What do most people misunderstand about the learning process? originally appeared on Quora - the place to gain and share knowledge, empowering people to learn from others and better understand the world.
Answer by Adam Lupu, VP of learning at Andela, on Quora:
In my experience the most commonly held initial beliefs about how learning works go something like this...
The novice learner's perspective: I am really interested in X, I really enjoy learning more about X, this must be the way to learn everything! Let me try applying this method to Y...
When learners become teachers, mentors, or supervisors, the above beliefs often turn into...
The novice teacher's perspective: I am really confident about how much I know about X, I learned it the hard way, so now let me tell you all the things you need to know and do to learn it like I did.
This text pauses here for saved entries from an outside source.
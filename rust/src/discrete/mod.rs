//! Discrete (binary) ancestral reconstruction with model selection.
//!
//! Two rate models are fitted by maximum likelihood:
//! - Equal rates (ER): one rate for 0→1 and 1→0
//! - All rates different (ARD): independent gain and loss rates
//!
//! The ARD model replaces ER only when a likelihood-ratio test is
//! significant *and* its AIC improvement exceeds a margin. Marginal
//! posteriors under the selected model give the per-node state likelihoods
//! and the maximum-likelihood state of every internal node.

pub mod optim;
pub mod pruning;

use std::fmt;

use ndarray::{Array2, ArrayView1};
use rand::rngs::StdRng;
use rand::SeedableRng;
use statrs::distribution::{ChiSquared, ContinuousCDF};
use tracing::debug;

use crate::error::{ReconstructionError, Result};
use crate::matrix::{check_binary, check_rows};
use crate::tree::Tree;

pub use optim::{minimize, OptimConfig, OptimOutcome};
pub use pruning::{felsenstein_pruning, marginal_posteriors, Rates, RootPrior};

/// Candidate rate model.
#[derive(Clone, Copy, Debug, PartialEq, Eq)]
pub enum RateModel {
    EqualRates,
    AllRatesDifferent,
}

impl RateModel {
    pub fn n_params(self) -> usize {
        match self {
            RateModel::EqualRates => 1,
            RateModel::AllRatesDifferent => 2,
        }
    }

    fn rates(self, log_rates: &[f64]) -> Rates {
        match self {
            RateModel::EqualRates => Rates::equal(log_rates[0].exp()),
            RateModel::AllRatesDifferent => Rates {
                gain: log_rates[0].exp(),
                loss: log_rates[1].exp(),
            },
        }
    }
}

impl fmt::Display for RateModel {
    fn fmt(&self, f: &mut fmt::Formatter<'_>) -> fmt::Result {
        match self {
            RateModel::EqualRates => write!(f, "ER"),
            RateModel::AllRatesDifferent => write!(f, "ARD"),
        }
    }
}

/// Outcome of fitting one rate model.
#[derive(Clone, Debug, PartialEq)]
pub enum FitOutcome {
    Converged {
        model: RateModel,
        rates: Rates,
        log_likelihood: f64,
        aic: f64,
    },
    Failed {
        model: RateModel,
        reason: String,
    },
}

impl FitOutcome {
    pub fn model(&self) -> RateModel {
        match self {
            FitOutcome::Converged { model, .. } | FitOutcome::Failed { model, .. } => *model,
        }
    }

    pub fn is_converged(&self) -> bool {
        matches!(self, FitOutcome::Converged { .. })
    }
}

/// Thresholds for preferring the ARD model over ER.
#[derive(Clone, Debug)]
pub struct SelectionConfig {
    /// LRT p-value must be strictly below this. Default: 0.05
    pub p_value_threshold: f64,
    /// AIC(ER) − AIC(ARD) must strictly exceed this. Default: 10.0
    pub aic_margin: f64,
}

impl Default for SelectionConfig {
    fn default() -> Self {
        Self {
            p_value_threshold: 0.05,
            aic_margin: 10.0,
        }
    }
}

/// Settings shared by every discrete fit in a run.
#[derive(Clone, Debug)]
pub struct DiscreteConfig {
    /// Seed for every model fit. Default: 1
    pub seed: u64,
    pub root_prior: RootPrior,
    pub selection: SelectionConfig,
    pub optim: OptimConfig,
}

impl Default for DiscreteConfig {
    fn default() -> Self {
        Self {
            seed: 1,
            root_prior: RootPrior::Flat,
            selection: SelectionConfig::default(),
            optim: OptimConfig::default(),
        }
    }
}

/// Both fits, the test statistics and the chosen model.
#[derive(Clone, Debug, PartialEq)]
pub struct ModelSelection {
    pub equal_rates: FitOutcome,
    pub all_rates_different: FitOutcome,
    /// 2·|logLik(ER) − logLik(ARD)|, when both converged.
    pub lrt_statistic: Option<f64>,
    /// χ²₁ upper-tail probability of `lrt_statistic`.
    pub p_value: Option<f64>,
    pub selected: RateModel,
}

impl ModelSelection {
    pub fn selected_fit(&self) -> &FitOutcome {
        match self.selected {
            RateModel::EqualRates => &self.equal_rates,
            RateModel::AllRatesDifferent => &self.all_rates_different,
        }
    }
}

/// Discrete reconstruction of one binary column.
#[derive(Clone, Debug)]
pub struct DiscreteFit {
    pub selection: ModelSelection,
    pub rates: Rates,
    pub log_likelihood: f64,
    /// Posterior probability of states 0 and 1 per internal node.
    pub likelihoods: Array2<f64>,
    /// Maximum-likelihood state per internal node.
    pub ancestral: Vec<u8>,
    /// Tip states followed by `ancestral`.
    pub tip_and_node: Vec<u8>,
}

/// Fit one rate model by maximum likelihood.
///
/// The ARD fit counts as failed when the optimiser does not converge, the
/// likelihood is not finite, or a rate estimate sits on its bound. ER only
/// fails on a non-finite likelihood.
pub fn fit_model(
    tree: &Tree,
    tip_states: &[u8],
    model: RateModel,
    config: &DiscreteConfig,
    rng: &mut StdRng,
) -> FitOutcome {
    let neg_log_lik = |x: &[f64]| {
        -felsenstein_pruning(tree, tip_states, model.rates(x), config.root_prior)
    };
    let outcome = minimize(neg_log_lik, model.n_params(), &config.optim, rng);
    let log_likelihood = -outcome.value;

    debug!(
        "{} fit: logLik={:.6} iterations={} converged={} log_rates={:?}",
        model, log_likelihood, outcome.iterations, outcome.converged, outcome.x
    );

    if !log_likelihood.is_finite() {
        return FitOutcome::Failed {
            model,
            reason: "log-likelihood is not finite".to_string(),
        };
    }

    if model == RateModel::AllRatesDifferent {
        if !outcome.converged {
            return FitOutcome::Failed {
                model,
                reason: format!("no convergence after {} iterations", outcome.iterations),
            };
        }
        if outcome.x.iter().any(|&x| config.optim.at_bound(x)) {
            return FitOutcome::Failed {
                model,
                reason: "rate estimate on boundary".to_string(),
            };
        }
    }

    FitOutcome::Converged {
        model,
        rates: model.rates(&outcome.x),
        log_likelihood,
        aic: -2.0 * log_likelihood + 2.0 * model.n_params() as f64,
    }
}

/// Choose between the ER and ARD fits.
///
/// ARD is selected only if the LRT p-value is below the threshold and ER's
/// AIC exceeds ARD's by more than the margin. A failed ARD fit selects ER
/// unconditionally; a failed ER fit with a converged ARD fit selects ARD.
pub fn select_model(
    equal_rates: FitOutcome,
    all_rates_different: FitOutcome,
    config: &SelectionConfig,
) -> Result<ModelSelection> {
    let (selected, lrt_statistic, p_value) = match (&equal_rates, &all_rates_different) {
        (
            FitOutcome::Converged {
                log_likelihood: ll_er,
                aic: aic_er,
                ..
            },
            FitOutcome::Converged {
                log_likelihood: ll_ard,
                aic: aic_ard,
                ..
            },
        ) => {
            let statistic = 2.0 * (ll_er - ll_ard).abs();
            let chi2 = ChiSquared::new(1.0)
                .map_err(|e| ReconstructionError::ModelFit(e.to_string()))?;
            let p = 1.0 - chi2.cdf(statistic);
            let selected = if p < config.p_value_threshold && aic_er - aic_ard > config.aic_margin {
                RateModel::AllRatesDifferent
            } else {
                RateModel::EqualRates
            };
            (selected, Some(statistic), Some(p))
        }
        (FitOutcome::Converged { .. }, FitOutcome::Failed { reason, .. }) => {
            debug!("{} fit failed ({}); using ER", all_rates_different.model(), reason);
            (RateModel::EqualRates, None, None)
        }
        (FitOutcome::Failed { reason, .. }, FitOutcome::Converged { .. }) => {
            debug!("{} fit failed ({}); using ARD", equal_rates.model(), reason);
            (RateModel::AllRatesDifferent, None, None)
        }
        (FitOutcome::Failed { reason: er, .. }, FitOutcome::Failed { reason: ard, .. }) => {
            return Err(ReconstructionError::ModelFit(format!(
                "both models failed: ER ({}), ARD ({})",
                er, ard
            )));
        }
    };

    Ok(ModelSelection {
        equal_rates,
        all_rates_different,
        lrt_statistic,
        p_value,
        selected,
    })
}

/// Reconstruct a binary trait at every internal node.
///
/// # Arguments
/// * `tree` - Validated rooted tree
/// * `values` - One 0/1 state per tip, in tip order
/// * `config` - Seed, root prior, selection thresholds and optimiser settings
pub fn reconstruct_discrete(
    tree: &Tree,
    values: ArrayView1<'_, u8>,
    config: &DiscreteConfig,
) -> Result<DiscreteFit> {
    check_rows(tree, "binary trait", values.len())?;
    let tips = check_binary(values)?;

    // Each fit starts from the same seed.
    let equal_rates = fit_model(
        tree,
        &tips,
        RateModel::EqualRates,
        config,
        &mut StdRng::seed_from_u64(config.seed),
    );
    let all_rates_different = fit_model(
        tree,
        &tips,
        RateModel::AllRatesDifferent,
        config,
        &mut StdRng::seed_from_u64(config.seed),
    );
    debug!(
        "fits done: ER converged={} ARD converged={}",
        equal_rates.is_converged(),
        all_rates_different.is_converged()
    );
    let selection = select_model(equal_rates, all_rates_different, &config.selection)?;

    let (rates, log_likelihood) = match selection.selected_fit() {
        FitOutcome::Converged {
            rates,
            log_likelihood,
            ..
        } => (*rates, *log_likelihood),
        FitOutcome::Failed { reason, .. } => {
            return Err(ReconstructionError::ModelFit(reason.clone()));
        }
    };

    debug!(
        "selected {} (gain={:.4}, loss={:.4}, p={:?})",
        selection.selected, rates.gain, rates.loss, selection.p_value
    );

    let likelihoods = marginal_posteriors(tree, &tips, rates, config.root_prior);
    // Ties resolve to state 0, the first maximum.
    let ancestral: Vec<u8> = likelihoods
        .rows()
        .into_iter()
        .map(|row| if row[1] > row[0] { 1 } else { 0 })
        .collect();

    let mut tip_and_node = tips;
    tip_and_node.extend_from_slice(&ancestral);

    Ok(DiscreteFit {
        selection,
        rates,
        log_likelihood,
        likelihoods,
        ancestral,
        tip_and_node,
    })
}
Unfortunately, while these perspectives appear to be fairly common, they are also fairly limiting. They survive and thrive on confirmation bias. If you have a love for a particular topic or task, you'll work hard on that task, and you'll enjoy it. You will put more attention on it, you'll engage both the emotional reward centers and logical processing centers of your brain and effectively you'll anchor to a process as being the key to your learning when it was actually the specific topic, task, or teacher that really got you excited.
There's also the personalized learning fallacy.This is when someone believes something like "everyone learns differently" which leads to them becoming distracted by theories like learning styles and multiple intelligences. So rather than focusing on the ways in which they and everyone around them can share a common learning experience that will have universal value for the entire community of learners, they focus instead on differentiating themselves (or their students) from others. As far as I know, that differentiation has shown to be less valuable than universally applicable research-backed practices like formative feedback, guided reflection, and access to supportive peers, mentors, role models, and mental models.
Therefore, to avoid the novice learner's belief ("I learned X, so I can only learn things like X or using a technique like I used for X.") and the personalized learning fallacy ("everyone learns differently"), I recommend the following more nuanced, but super-empowering perspective.
The experienced learning scientist's perspective:Everyone can leverage a few basic techniques to learn just about anything. The timeline for me to learn X may be extended by my lack of experience in topics related to X. So in an effort to accelerate that timeline, can I leverage my experience in topics related to Y, analogizing those relationships to X? Let's find a community of practitioners and some engaging resources online and find out!